Promising Treatment for Primary Immunodeficiency
Takeda has announced positive topline results from its pivotal Phase 2/3 clinical trial of TAK-881 in patients with Primary Immunodeficiency Disease (PID), conducted in Osaka, Japan and Cambridge, Massachusetts.
The trial demonstrated pharmacokinetic comparability between TAK-881 and the established treatment HYQVIA, while also reducing infusion volume and duration for PID patients. This investigational treatment, TAK-881, is an Immune Globulin Subcutaneous (Human) 20% Solution facilitated with Recombinant Human Hyaluronidase.
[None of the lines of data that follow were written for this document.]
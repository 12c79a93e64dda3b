#[path = "../common/mod.rs"]
mod common;

mod test_backup_service;
mod test_export_service;
mod test_import_service;
mod commands;

use clap::Parser;
use colored::Colorize;

use crate::cli::commands::{
    Commands, cmd_config, cmd_diff, cmd_export, cmd_import, cmd_init, cmd_verify, cmd_version,
};
use crate::config::Settings;

pub use commands::ExitOnErr;

pub struct Context<'a> {
    pub settings: &'a Settings,
}

#[derive(Parser, Debug)]
#[command(
    name = "modelsync",
    version,
    about = "Export PostgreSQL tables as SeaORM entities and import them back",
    long_about = format!(
r#"{} - {}"#,
"MODELSYNC".green().bold(),
"Round-trip PostgreSQL tables through SeaORM entity files."
))]
pub struct Cli {
    #[command(subcommand)]
    pub command: Commands,
}

impl Cli {
    pub fn parse_args() -> Self {
        Self::parse()
    }

    pub async fn execute(&self, ctx: &Context<'_>) {
        match &self.command {
            Commands::Export(args) => cmd_export::execute(args, ctx).await,
            Commands::Import(args) => cmd_import::execute(args, ctx).await,
            Commands::Diff(args) => cmd_diff::execute(args, ctx).await,
            Commands::Verify(args) => cmd_verify::execute(args, ctx).await,
            Commands::Config => cmd_config::execute(ctx.settings),
            Commands::Init(args) => cmd_init::execute(args),
            Commands::Version(action) => cmd_version::execute(action),
        }
    }
}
The TAK-881-3001 clinical trial evaluated the PK, efficacy, safety, tolerability, and immunogenicity of TAK-881 in both adults and pediatric patients aged 2 years and older. The trial showed that TAK-881 maintained protective IgG levels and had a comparable safety profile to HYQVIA, with no new safety signals observed.
Kristina Allikmets, MD, PhD, Senior Vice President and Head of Plasma Derived Therapies R&D at Takeda, stated, "These Phase 2/3 results showed the pharmacokinetic profile of TAK-881 was comparable to HYQVIA, an established IG standard of care in patients with PID, while offering the potential advantages of fewer injection sites, a flexible treatment schedule and shorter infusion times."
Initial topline data revealed that TAK-881 achieved a geometric mean ratio of 99.67% for IgG exposure compared to HYQVIA, showcasing its effectiveness. Patients receiving TAK-881 benefited from half the infusion volume required by HYQVIA, experiencing reduced infusion durations.
Comparable Safety and Efficacy
TAK-881 provides immune protection with infection rates comparable to HYQVIA, as shown by consistently maintained protective IgG levels during the study. The safety and tolerability profiles of TAK-881 are similar to those of HYQVIA, ensuring no new safety signals were observed.
Richard L. Wasserman, MD, PhD, allergist/immunologist and principal investigator for the trial, remarked, "These topline results from TAK-881-3001 are encouraging. They show that a highly concentrated, hyaluronidase-facilitated subcutaneous IG can provide immune protection with a more manageable infusion experience intended to enhance the day-to-day lives of patients living with PID."
The ongoing TAK-881-3002 study will further evaluate the long-term safety and tolerability of TAK-881 in PID patients. Takeda plans to submit regulatory applications in the United States, European Union, and Japan in the fiscal year 2026. This reflects their broader commitment to advancing next-generation IG therapies.